As decision factors for one’s resettlement are ever-subjective, as discussed previously, so is Sartre’s existentialism; more precisely, he introduces the idea of inter-subjectivity in order to elaborate on his Existential Humanism. Albeit the individual’s subjective choice and action, the freedom followed by those were paramount in his doctrine, he still acknowledged the presence of Others. According to him, humans exist in a condition where their being is not solely subjective but at times transforms as an object once looked at or gazed at by Others: others who are also subjective for themselves (Sartre, 1992). Denoting that there is neither ultimate subjectivity in his theory nor as such objectivity; there is neither more significant I nor negligible Them. The etymological root of the word ‘exist’ also encapsulates Sartre’s point of view; it is derived from the Latin word existere, a combination of the words ex (out) and sistere (take a stand). From the era when one’s ‘existence’ was initially conceptualised and that being so the word was coined, it has always had something to do with the external world or society (out) where Others exist rather than solely about an individual oneself. Nonetheless, this is not to say that Sartre’s existentialism or himself was collective-friendly—considering the famous quote from his play No Exit, “Hell is other people.” (Sartre, 1944)

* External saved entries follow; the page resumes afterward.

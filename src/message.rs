//! Push message model.

use serde::{Deserialize, Serialize};
use serde_json::Value;
use tracing::debug;

/// Key inside the internal data blob that enables the in-app dialog
const IN_APP_KEY: &str = "inApp";

/// A message delivered by the push backend.
///
/// `internal_data` and `custom_payload` are kept as raw JSON strings. The
/// library only looks into `internal_data` for the flags it understands.
#[derive(Debug, Clone, Default, PartialEq, Eq, Serialize, Deserialize)]
#[cfg_attr(feature = "uniffi", derive(uniffi::Record))]
#[serde(rename_all = "camelCase")]
pub struct Message {
    pub message_id: String,
    #[serde(default)]
    pub title: Option<String>,
    #[serde(default)]
    pub body: Option<String>,
    #[serde(default)]
    pub sound: Option<String>,
    #[serde(default = "default_vibrate")]
    pub vibrate: bool,
    #[serde(default)]
    pub category: Option<String>,
    #[serde(default)]
    pub internal_data: Option<String>,
    #[serde(default)]
    pub custom_payload: Option<String>,
    /// Epoch millis
    #[serde(default)]
    pub received_timestamp: i64,
    /// Epoch millis, 0 if not seen yet
    #[serde(default)]
    pub seen_timestamp: i64,
}

fn default_vibrate() -> bool {
    true
}

impl Message {
    pub fn new(message_id: impl Into<String>) -> Self {
        Self {
            message_id: message_id.into(),
            vibrate: true,
            ..Default::default()
        }
    }

    pub fn with_body(mut self, body: impl Into<String>) -> Self {
        self.body = Some(body.into());
        self
    }

    pub fn with_category(mut self, category: impl Into<String>) -> Self {
        self.category = Some(category.into());
        self
    }

    pub fn with_internal_data(mut self, internal_data: impl Into<String>) -> Self {
        self.internal_data = Some(internal_data.into());
        self
    }

    pub fn category(&self) -> Option<&str> {
        self.category.as_deref()
    }

    pub fn internal_data(&self) -> Option<&str> {
        self.internal_data.as_deref()
    }

    pub fn is_seen(&self) -> bool {
        self.seen_timestamp > 0
    }

    /// Whether the message asks to be shown as an in-app dialog.
    ///
    /// Missing or malformed internal data reads as `false`.
    pub fn has_in_app_enabled(&self) -> bool {
        let Some(raw) = self.internal_data() else {
            return false;
        };

        let parsed: Value = match serde_json::from_str(raw) {
            Ok(value) => value,
            Err(e) => {
                debug!(
                    "Malformed internal data for message {}: {}",
                    self.message_id, e
                );
                return false;
            }
        };

        match parsed.get(IN_APP_KEY) {
            Some(Value::Bool(enabled)) => *enabled,
            Some(Value::String(s)) if s.eq_ignore_ascii_case("true") => true,
            _ => false,
        }
    }
}
//! Delivery and seen reports, flushed through the batch reporter.

use super::batch::BatchReporter;
use crate::error::Result;
use crate::events::{Event, EventDispatcher, SdkEvent};
use crate::stats::{MessagingStats, StatsError};
use async_trait::async_trait;
use parking_lot::Mutex;
use std::sync::Arc;
use tracing::{debug, error};

/// Backend endpoint receiving message reports
#[async_trait]
pub trait ReportSink: Send + Sync {
    async fn report_delivery(&self, message_ids: &[String]) -> Result<()>;
    async fn report_seen(&self, message_ids: &[String]) -> Result<()>;
}

#[derive(Debug, Clone, Copy, PartialEq, Eq)]
enum ReportKind {
    Delivery,
    Seen,
}

impl ReportKind {
    fn sent_event(self) -> Event {
        match self {
            Self::Delivery => Event::DeliveryReportsSent,
            Self::Seen => Event::SeenReportsSent,
        }
    }

    fn stats_error(self) -> StatsError {
        match self {
            Self::Delivery => StatsError::DeliveryReportingError,
            Self::Seen => StatsError::SeenReportingError,
        }
    }
}

struct ReportsInner {
    delivery: Mutex<Vec<String>>,
    seen: Mutex<Vec<String>>,
    sink: Arc<dyn ReportSink>,
    dispatcher: EventDispatcher,
    stats: Arc<MessagingStats>,
}

impl ReportsInner {
    fn queue(&self, kind: ReportKind, ids: impl IntoIterator<Item = String>) {
        let mut queue = self.queue_for(kind).lock();
        for id in ids {
            if !queue.contains(&id) {
                queue.push(id);
            }
        }
    }

    fn queue_for(&self, kind: ReportKind) -> &Mutex<Vec<String>> {
        match kind {
            ReportKind::Delivery => &self.delivery,
            ReportKind::Seen => &self.seen,
        }
    }

    async fn send(&self, kind: ReportKind, ids: Vec<String>) {
        if ids.is_empty() {
            return;
        }

        debug!("Sending {:?} reports for {} messages", kind, ids.len());
        let result = match kind {
            ReportKind::Delivery => self.sink.report_delivery(&ids).await,
            ReportKind::Seen => self.sink.report_seen(&ids).await,
        };

        match result {
            Ok(()) => {
                self.dispatcher
                    .emit(&SdkEvent::new(kind.sent_event()).with_message_ids(ids));
            }
            Err(e) => {
                error!("Failed to send {:?} reports: {}", kind, e);
                self.stats.report_error(kind.stats_error());
                self.queue(kind, ids);
                self.dispatcher.emit(
                    &SdkEvent::new(Event::ApiCommunicationError).with_error(e.to_string()),
                );
            }
        }
    }
}

/// Queues delivery and seen reports and sends them in batches.
///
/// Every queued report submits a flush to the [`BatchReporter`], so reports
/// made in quick succession go out in one request per kind.
#[derive(Clone)]
pub struct MessageReports {
    inner: Arc<ReportsInner>,
    batch: Arc<BatchReporter>,
}

impl MessageReports {
    pub fn new(
        batch: Arc<BatchReporter>,
        sink: Arc<dyn ReportSink>,
        dispatcher: EventDispatcher,
        stats: Arc<MessagingStats>,
    ) -> Self {
        Self {
            inner: Arc::new(ReportsInner {
                delivery: Mutex::new(Vec::new()),
                seen: Mutex::new(Vec::new()),
                sink,
                dispatcher,
                stats,
            }),
            batch,
        }
    }

    pub fn report_delivery(&self, message_ids: impl IntoIterator<Item = String>) {
        self.inner.queue(ReportKind::Delivery, message_ids);
        self.schedule_flush();
    }

    pub fn report_seen(&self, message_ids: impl IntoIterator<Item = String>) {
        self.inner.queue(ReportKind::Seen, message_ids);
        self.schedule_flush();
    }

    pub fn pending_delivery(&self) -> Vec<String> {
        self.inner.delivery.lock().clone()
    }

    pub fn pending_seen(&self) -> Vec<String> {
        self.inner.seen.lock().clone()
    }

    fn schedule_flush(&self) {
        let inner = self.inner.clone();
        let runtime = self.batch.runtime().clone();
        self.batch.put(move || {
            let delivery = std::mem::take(&mut *inner.delivery.lock());
            let seen = std::mem::take(&mut *inner.seen.lock());
            if delivery.is_empty() && seen.is_empty() {
                return;
            }
            runtime.spawn(async move {
                inner.send(ReportKind::Delivery, delivery).await;
                inner.send(ReportKind::Seen, seen).await;
            });
        });
    }
}

impl std::fmt::Debug for MessageReports {
    fn fmt(&self, f: &mut std::fmt::Formatter<'_>) -> std::fmt::Result {
        f.debug_struct("MessageReports")
            .field("pending_delivery", &self.inner.delivery.lock().len())
            .field("pending_seen", &self.inner.seen.lock().len())
            .finish()
    }
}

#[cfg(test)]
mod tests {
    use super::*;
    use crate::error::MessagingError;
    use std::sync::atomic::{AtomicBool, Ordering};
    use std::time::Duration;
    use tokio::time::sleep;

    #[derive(Default)]
    struct RecordingSink {
        delivery: Mutex<Vec<Vec<String>>>,
        seen: Mutex<Vec<Vec<String>>>,
        fail: AtomicBool,
    }

    #[async_trait]
    impl ReportSink for RecordingSink {
        async fn report_delivery(&self, message_ids: &[String]) -> Result<()> {
            if self.fail.load(Ordering::SeqCst) {
                return Err(MessagingError::api("503"));
            }
            self.delivery.lock().push(message_ids.to_vec());
            Ok(())
        }

        async fn report_seen(&self, message_ids: &[String]) -> Result<()> {
            if self.fail.load(Ordering::SeqCst) {
                return Err(MessagingError::api("503"));
            }
            self.seen.lock().push(message_ids.to_vec());
            Ok(())
        }
    }

    fn setup() -> (MessageReports, Arc<RecordingSink>, EventDispatcher, Arc<MessagingStats>) {
        let batch = Arc::new(BatchReporter::new(Duration::from_millis(50)).unwrap());
        let sink = Arc::new(RecordingSink::default());
        let dispatcher = EventDispatcher::new();
        let stats = Arc::new(MessagingStats::new());
        let reports = MessageReports::new(batch, sink.clone(), dispatcher.clone(), stats.clone());
        (reports, sink, dispatcher, stats)
    }

    fn ids(values: &[&str]) -> Vec<String> {
        values.iter().map(|s| s.to_string()).collect()
    }

    #[tokio::test(start_paused = true)]
    async fn test_reports_coalesced_into_one_request() {
        let (reports, sink, dispatcher, _) = setup();
        let sent = Arc::new(Mutex::new(Vec::new()));
        let sent_clone = sent.clone();
        dispatcher.bind(Event::DeliveryReportsSent, move |event| {
            sent_clone.lock().extend(event.message_ids.clone());
        });

        reports.report_delivery(ids(&["a", "b"]));
        reports.report_delivery(ids(&["b", "c"]));
        reports.report_seen(ids(&["a"]));

        sleep(Duration::from_millis(200)).await;

        assert_eq!(*sink.delivery.lock(), vec![ids(&["a", "b", "c"])]);
        assert_eq!(*sink.seen.lock(), vec![ids(&["a"])]);
        assert_eq!(*sent.lock(), ids(&["a", "b", "c"]));
        assert!(reports.pending_delivery().is_empty());
    }

    #[tokio::test(start_paused = true)]
    async fn test_failed_reports_requeued() {
        let (reports, sink, dispatcher, stats) = setup();
        let errors = Arc::new(Mutex::new(Vec::new()));
        let errors_clone = errors.clone();
        dispatcher.bind(Event::ApiCommunicationError, move |event| {
            errors_clone.lock().push(event.error.clone());
        });

        sink.fail.store(true, Ordering::SeqCst);
        reports.report_seen(ids(&["x"]));
        sleep(Duration::from_millis(200)).await;

        assert_eq!(reports.pending_seen(), ids(&["x"]));
        assert_eq!(stats.error_count(StatsError::SeenReportingError), 1);
        assert_eq!(errors.lock().len(), 1);

        sink.fail.store(false, Ordering::SeqCst);
        reports.report_seen(ids(&["y"]));
        sleep(Duration::from_millis(200)).await;

        assert_eq!(*sink.seen.lock(), vec![ids(&["x", "y"])]);
        assert!(reports.pending_seen().is_empty());
    }
}
//! Event dispatcher for managing and emitting events.

use super::callback::CallbackRegistry;
use super::event::{Event, SdkEvent};
use std::sync::Arc;
use tracing::{debug, warn};

/// Event dispatcher shared by every component that broadcasts events.
///
/// Cloning is cheap; clones share the same registry.
#[derive(Clone, Default)]
pub struct EventDispatcher {
    callbacks: Arc<CallbackRegistry>,
}

impl EventDispatcher {
    pub fn new() -> Self {
        Self::default()
    }

    /// Bind a callback to a specific event
    pub fn bind(&self, event: Event, callback: impl Fn(&SdkEvent) + Send + Sync + 'static) -> u64 {
        debug!("Binding callback for event: {}", event);
        self.callbacks.add(Some(event), callback)
    }

    /// Bind a callback to all events
    pub fn bind_global(&self, callback: impl Fn(&SdkEvent) + Send + Sync + 'static) -> u64 {
        debug!("Binding global callback");
        self.callbacks.add(None, callback)
    }

    pub fn unbind(&self, event: Option<Event>, callback_id: Option<u64>) {
        debug!("Unbinding callback: event={:?}, id={:?}", event, callback_id);
        self.callbacks.remove(event, callback_id);
    }

    /// Emit an event to global callbacks first, then to event callbacks.
    /// A panicking callback does not stop the others.
    pub fn emit(&self, event: &SdkEvent) {
        for callback in self.callbacks.listeners(event.event) {
            if let Err(e) = std::panic::catch_unwind(std::panic::AssertUnwindSafe(|| {
                callback.invoke(event);
            })) {
                warn!("Callback {} for '{}' panicked: {:?}", callback.id, event.event, e);
            }
        }
    }

    pub fn callback_count(&self) -> usize {
        self.callbacks.len()
    }
}

impl std::fmt::Debug for EventDispatcher {
    fn fmt(&self, f: &mut std::fmt::Formatter<'_>) -> std::fmt::Result {
        f.debug_struct("EventDispatcher")
            .field("callback_count", &self.callback_count())
            .finish()
    }
}

#[cfg(test)]
mod tests {
    use super::*;
    use std::sync::atomic::{AtomicUsize, Ordering};

    #[test]
    fn test_bind_and_emit() {
        let dispatcher = EventDispatcher::new();
        let counter = Arc::new(AtomicUsize::new(0));
        let counter_clone = counter.clone();

        dispatcher.bind(Event::MessageReceived, move |event| {
            assert_eq!(event.event, Event::MessageReceived);
            counter_clone.fetch_add(1, Ordering::SeqCst);
        });

        dispatcher.emit(&SdkEvent::new(Event::MessageReceived));
        dispatcher.emit(&SdkEvent::new(Event::MessagesSent));

        assert_eq!(counter.load(Ordering::SeqCst), 1);
    }

    #[test]
    fn test_global_bind() {
        let dispatcher = EventDispatcher::new();
        let counter = Arc::new(AtomicUsize::new(0));
        let counter_clone = counter.clone();

        dispatcher.bind_global(move |_| {
            counter_clone.fetch_add(1, Ordering::SeqCst);
        });

        dispatcher.emit(&SdkEvent::new(Event::UserLoggedOut));
        dispatcher.emit(&SdkEvent::new(Event::PrimaryChanged));

        assert_eq!(counter.load(Ordering::SeqCst), 2);
    }

    #[test]
    fn test_panicking_callback_isolated() {
        let dispatcher = EventDispatcher::new();
        let counter = Arc::new(AtomicUsize::new(0));
        let counter_clone = counter.clone();

        dispatcher.bind(Event::NotificationTapped, |_| panic!("boom"));
        dispatcher.bind(Event::NotificationTapped, move |_| {
            counter_clone.fetch_add(1, Ordering::SeqCst);
        });

        dispatcher.emit(&SdkEvent::new(Event::NotificationTapped));
        assert_eq!(counter.load(Ordering::SeqCst), 1);
    }

    #[test]
    fn test_unbind() {
        let dispatcher = EventDispatcher::new();
        let counter = Arc::new(AtomicUsize::new(0));
        let counter_clone = counter.clone();

        let id = dispatcher.bind(Event::MessageReceived, move |_| {
            counter_clone.fetch_add(1, Ordering::SeqCst);
        });

        dispatcher.emit(&SdkEvent::new(Event::MessageReceived));
        dispatcher.unbind(Some(Event::MessageReceived), Some(id));
        dispatcher.emit(&SdkEvent::new(Event::MessageReceived));

        assert_eq!(counter.load(Ordering::SeqCst), 1);
    }
}
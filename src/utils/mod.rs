//! Utility functions and types.

pub mod dates;
pub mod strings;

pub use dates::*;
pub use strings::*;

Instead, his idea of one’s existence constantly oscillating between subjectivity and objectivity suggests an alternative way of co-existence where there needs no shoes to be in, as individuals are fundamentally different. A human being is unable to escape their own body, and it is that very subjectivity that makes each man unique and the world diverse. He believes that there is no design—the universal essence—for human beings, unlike a cup or a pair of shoes. Humanity is the first kind of indefinable or nothing when thrown into the world—just like an empty paper waiting to be filled. Perhaps Sartre envisioned a society where individuals are freed from unuttered yet forceful ‘blend in’ or ‘fit in’ under the name of a community they long for. In his philosophy, subjective beings are self-contained yet loosely joined, prefixed with ‘inter-’ (among or between), not ‘co-’ (together).
3)
Project Evaluation
3.1)
Anthology for Beings (1/3)
Anthology for Beings (1/3) collects and publishes lines from ten different individuals who migrated either domestically or internationally, semipermanently or transitorily and happened to converge in London in 2024. The collaborators unearth their trajectories and sublimate them into two line drawings—one based on maps and one transcending boundaries. The polyphonic artefacts of different ways of existence are then transferred to plates for offset lithography, which is a slow printing method where images emerge while oil and water—the two counter-materialities—are being mingled against inertia. The tension and repellency between two opposite attributes of substances is the empirical embodiment of push and pull factors (Lee, 1966) and subjectivity and objectivity (Sartre, 1992). This idea of a ‘physical way of thinking’ or ‘thinking through materiality’ is fortified by artist William Kentridge, who discourses “The way in which the material you working with, can inform the actual thinking and understanding of the world around you.” (BBC Radio 4, 2015, 13:59) The time and physical labour imposed onto the printing process is the designer’s existential reflection that questions the complacency of the ‘ditto machine’. (McLuhan, 1967) From data collection to materialisation, the publication is handled at a slow pace and in a humane manner intentionally, aware of the current velocity of lives accelerated by digitalisation—“...to inspire the pursuit of more holistic ways of knowing oneself, encountering others, sharing knowledge, and evolving together toward harmonious and resilient forms of living.” (Pais and Strauss, 2016, p. 9)
3.1.1)
Lines
In her project, Bouchra Khalili experiments with how individuals’ different migration experiences and their fragility and amorphousness can be sublimated into works of art through the use of lines and the format of film documentation. To vividly capture the most raw, unaltered, first-person stories of her subjects—who she encountered in different transit hubs—the artist intentionally video records their trajectories and narrations in one long shot with no cuts. The decision for this can be viewed as her reflection of the ‘subjectivity’ of human migration. By deliberately refusing edits and abstain her own intervention as a project organiser during their self-narration, she chooses to become a messenger who listens, collects and amplifies the subjective voices, not an exploiter who uniforms or converts those into another form of (re)creation. With this consideration, her project enabled the invisibles’ voices to be heard as they speak and facilitated a platform where she and her collaborators collectively and artistically resist the singularisation of migrant identity demanded by the surveillance society, border patrols and the media. (MoMA, 2016) Here, the subjectivity becomes sovereignty.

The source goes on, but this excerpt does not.